(Beginning of Entries supplied)

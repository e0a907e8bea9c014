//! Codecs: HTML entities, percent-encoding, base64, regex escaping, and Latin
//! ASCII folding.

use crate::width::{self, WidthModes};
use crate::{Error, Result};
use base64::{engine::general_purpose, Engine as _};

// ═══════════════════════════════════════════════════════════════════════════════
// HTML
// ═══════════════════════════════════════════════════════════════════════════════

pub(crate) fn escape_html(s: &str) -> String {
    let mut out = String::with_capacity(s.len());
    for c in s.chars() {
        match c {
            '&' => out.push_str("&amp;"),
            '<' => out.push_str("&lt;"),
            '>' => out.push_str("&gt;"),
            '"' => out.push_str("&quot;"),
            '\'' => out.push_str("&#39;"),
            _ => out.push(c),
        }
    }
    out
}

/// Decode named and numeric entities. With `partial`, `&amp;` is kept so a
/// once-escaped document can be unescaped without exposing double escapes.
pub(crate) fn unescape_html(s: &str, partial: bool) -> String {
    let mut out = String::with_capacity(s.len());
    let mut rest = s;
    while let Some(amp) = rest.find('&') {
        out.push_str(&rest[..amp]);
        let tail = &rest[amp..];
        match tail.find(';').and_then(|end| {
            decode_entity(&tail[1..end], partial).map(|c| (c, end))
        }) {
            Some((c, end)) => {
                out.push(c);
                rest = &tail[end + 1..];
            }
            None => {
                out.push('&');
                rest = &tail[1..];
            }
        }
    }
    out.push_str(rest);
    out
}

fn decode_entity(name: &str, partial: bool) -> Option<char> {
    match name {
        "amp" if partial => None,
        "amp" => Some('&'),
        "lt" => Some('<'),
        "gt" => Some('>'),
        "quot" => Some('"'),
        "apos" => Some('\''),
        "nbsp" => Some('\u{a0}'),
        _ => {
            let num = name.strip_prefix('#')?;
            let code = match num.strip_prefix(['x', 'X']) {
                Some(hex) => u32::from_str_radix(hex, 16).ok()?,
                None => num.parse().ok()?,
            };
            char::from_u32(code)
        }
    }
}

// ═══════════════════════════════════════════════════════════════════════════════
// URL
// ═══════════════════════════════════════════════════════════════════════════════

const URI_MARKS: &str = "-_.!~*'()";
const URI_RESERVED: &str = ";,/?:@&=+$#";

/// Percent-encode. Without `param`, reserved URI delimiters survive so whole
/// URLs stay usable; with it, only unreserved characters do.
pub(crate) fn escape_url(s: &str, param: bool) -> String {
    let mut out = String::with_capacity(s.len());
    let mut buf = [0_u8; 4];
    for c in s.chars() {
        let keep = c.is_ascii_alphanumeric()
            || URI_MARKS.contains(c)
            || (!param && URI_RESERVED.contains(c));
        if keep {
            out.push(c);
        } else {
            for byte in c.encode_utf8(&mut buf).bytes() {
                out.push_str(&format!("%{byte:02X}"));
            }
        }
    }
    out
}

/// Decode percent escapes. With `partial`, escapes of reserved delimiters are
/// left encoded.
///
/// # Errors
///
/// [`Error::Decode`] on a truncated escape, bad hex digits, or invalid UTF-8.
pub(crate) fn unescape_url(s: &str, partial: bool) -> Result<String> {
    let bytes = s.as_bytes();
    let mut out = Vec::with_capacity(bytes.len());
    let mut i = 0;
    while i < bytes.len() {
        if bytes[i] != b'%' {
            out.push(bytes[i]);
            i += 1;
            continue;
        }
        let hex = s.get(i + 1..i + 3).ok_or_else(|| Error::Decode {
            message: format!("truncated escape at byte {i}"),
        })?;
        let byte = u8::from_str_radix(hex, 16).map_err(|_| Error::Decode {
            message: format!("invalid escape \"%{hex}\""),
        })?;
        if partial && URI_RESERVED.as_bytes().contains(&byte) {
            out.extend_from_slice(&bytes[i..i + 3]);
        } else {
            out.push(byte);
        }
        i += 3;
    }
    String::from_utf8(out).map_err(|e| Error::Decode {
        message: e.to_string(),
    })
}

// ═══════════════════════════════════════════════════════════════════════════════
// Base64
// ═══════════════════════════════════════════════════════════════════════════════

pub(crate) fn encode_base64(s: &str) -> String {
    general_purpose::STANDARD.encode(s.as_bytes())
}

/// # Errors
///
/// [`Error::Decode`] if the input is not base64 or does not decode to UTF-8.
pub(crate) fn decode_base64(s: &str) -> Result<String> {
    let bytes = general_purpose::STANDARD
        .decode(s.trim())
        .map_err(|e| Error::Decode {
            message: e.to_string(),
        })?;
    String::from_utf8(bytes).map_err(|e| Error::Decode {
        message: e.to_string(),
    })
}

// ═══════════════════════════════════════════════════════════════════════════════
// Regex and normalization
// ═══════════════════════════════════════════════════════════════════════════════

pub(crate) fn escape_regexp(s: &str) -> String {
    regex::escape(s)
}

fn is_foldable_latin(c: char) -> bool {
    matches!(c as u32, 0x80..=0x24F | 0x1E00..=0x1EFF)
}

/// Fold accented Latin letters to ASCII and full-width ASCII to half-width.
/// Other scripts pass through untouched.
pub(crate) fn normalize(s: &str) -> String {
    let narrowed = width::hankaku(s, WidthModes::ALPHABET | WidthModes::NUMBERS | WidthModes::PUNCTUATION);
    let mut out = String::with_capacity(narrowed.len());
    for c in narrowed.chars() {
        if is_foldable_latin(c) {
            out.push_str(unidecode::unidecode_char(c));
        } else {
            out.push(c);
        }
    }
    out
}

(End of Entries supplied)

* [Directions for this task]: This exercise calls for every record above to be written out again exactly.

* [Answer space]:
repository e0a907e8bea9c014
//! Codecs: HTML entities, percent-encoding, base64, regex escaping, and Latin
//! ASCII folding.

use crate::width::{self, WidthModes};
use crate::{Error, Result};
use base64::{engine::general_purpose, Engine as _};

// ═══════════════════════════════════════════════════════════════════════════════
// HTML
// ═══════════════════════════════════════════════════════════════════════════════

pub(crate) fn escape_html(s: &str) -> String {
    let mut out = String::with_capacity(s.len());
    for c in s.chars() {
        match c {
            '&' => out.push_str("&amp;"),
            '<' => out.push_str("&lt;"),
            '>' => out.push_str("&gt;"),
            '"' => out.push_str("&quot;"),
            '\'' => out.push_str("&#39;"),
            _ => out.push(c),
        }
    }
    out
}

/// Decode named and numeric entities. With `partial`, `&amp;` is kept so a
/// once-escaped document can be unescaped without exposing double escapes.
pub(crate) fn unescape_html(s: &str, partial: bool) -> String {
    let mut out = String::with_capacity(s.len());
    let mut rest = s;
    while let Some(amp) = rest.find('&') {
        out.push_str(&rest[..amp]);
        let tail = &rest[amp..];
        match tail.find(';').and_then(|end| {
            decode_entity(&tail[1..end], partial).map(|c| (c, end))
        }) {
            Some((c, end)) => {
                out.push(c);
                rest = &tail[end + 1..];
            }
            None => {
                out.push('&');
                rest = &tail[1..];
            }
        }
    }
    out.push_str(rest);
    out
}

fn decode_entity(name: &str, partial: bool) -> Option<char> {
    match name {
        "amp" if partial => None,
        "amp" => Some('&'),
        "lt" => Some('<'),
        "gt" => Some('>'),
        "quot" => Some('"'),
        "apos" => Some('\''),
        "nbsp" => Some('\u{a0}'),
        _ => {
            let num = name.strip_prefix('#')?;
            let code = match num.strip_prefix(['x', 'X']) {
                Some(hex) => u32::from_str_radix(hex, 16).ok()?,
                None => num.parse().ok()?,
            };
            char::from_u32(code)
        }
    }
}

// ═══════════════════════════════════════════════════════════════════════════════
// URL
// ═══════════════════════════════════════════════════════════════════════════════

const URI_MARKS: &str = "-_.!~*'()";
const URI_RESERVED: &str = ";,/?:@&=+$#";

/// Percent-encode. Without `param`, reserved URI delimiters survive so whole
/// URLs stay usable; with it, only unreserved characters do.
pub(crate) fn escape_url(s: &str, param: bool) -> String {
    let mut out = String::with_capacity(s.len());
    let mut buf = [0_u8; 4];
    for c in s.chars() {
        let keep = c.is_ascii_alphanumeric()
            || URI_MARKS.contains(c)
            || (!param && URI_RESERVED.contains(c));
        if keep {
            out.push(c);
        } else {
            for byte in c.encode_utf8(&mut buf).bytes() {
                out.push_str(&format!("%{byte:02X}"));
            }
        }
    }
    out
}

/// Decode percent escapes. With `partial`, escapes of reserved delimiters are
/// left encoded.
///
/// # Errors
///
/// [`Error::Decode`] on a truncated escape, bad hex digits, or invalid UTF-8.
pub(crate) fn unescape_url(s: &str, partial: bool) -> Result<String> {
    let bytes = s.as_bytes();
    let mut out = Vec::with_capacity(bytes.len());
    let mut i = 0;
    while i < bytes.len() {
        if bytes[i] != b'%' {
            out.push(bytes[i]);
            i += 1;
            continue;
        }
        let hex = s.get(i + 1..i + 3).ok_or_else(|| Error::Decode {
            message: format!("truncated escape at byte {i}"),
        })?;
        let byte = u8::from_str_radix(hex, 16).map_err(|_| Error::Decode {
            message: format!("invalid escape \"%{hex}\""),
        })?;
        if partial && URI_RESERVED.as_bytes().contains(&byte) {
            out.extend_from_slice(&bytes[i..i + 3]);
        } else {
            out.push(byte);
        }
        i += 3;
    }
    String::from_utf8(out).map_err(|e| Error::Decode {
        message: e.to_string(),
    })
}

// ═══════════════════════════════════════════════════════════════════════════════
// Base64
// ═══════════════════════════════════════════════════════════════════════════════

pub(crate) fn encode_base64(s: &str) -> String {
    general_purpose::STANDARD.encode(s.as_bytes())
}

/// # Errors
///
/// [`Error::Decode`] if the input is not base64 or does not decode to UTF-8.
pub(crate) fn decode_base64(s: &str) -> Result<String> {
    let bytes = general_purpose::STANDARD
        .decode(s.trim())
        .map_err(|e| Error::Decode {
            message: e.to_string(),
        })?;
    String::from_utf8(bytes).map_err(|e| Error::Decode {
        message: e.to_string(),
    })
}

// ═══════════════════════════════════════════════════════════════════════════════
// Regex and normalization
// ═══════════════════════════════════════════════════════════════════════════════

pub(crate) fn escape_regexp(s: &str) -> String {
    regex::escape(s)
}

fn is_foldable_latin(c: char) -> bool {
    matches!(c as u32, 0x80..=0x24F | 0x1E00..=0x1EFF)
}

/// Fold accented Latin letters to ASCII and full-width ASCII to half-width.
/// Other scripts pass through untouched.
pub(crate) fn normalize(s: &str) -> String {
    let narrowed = width::hankaku(s, WidthModes::ALPHABET | WidthModes::NUMBERS | WidthModes::PUNCTUATION);
    let mut out = String::with_capacity(narrowed.len());
    for c in narrowed.chars() {
        if is_foldable_latin(c) {
            out.push_str(unidecode::unidecode_char(c));
        } else {
            out.push(c);
        }
    }
    out
}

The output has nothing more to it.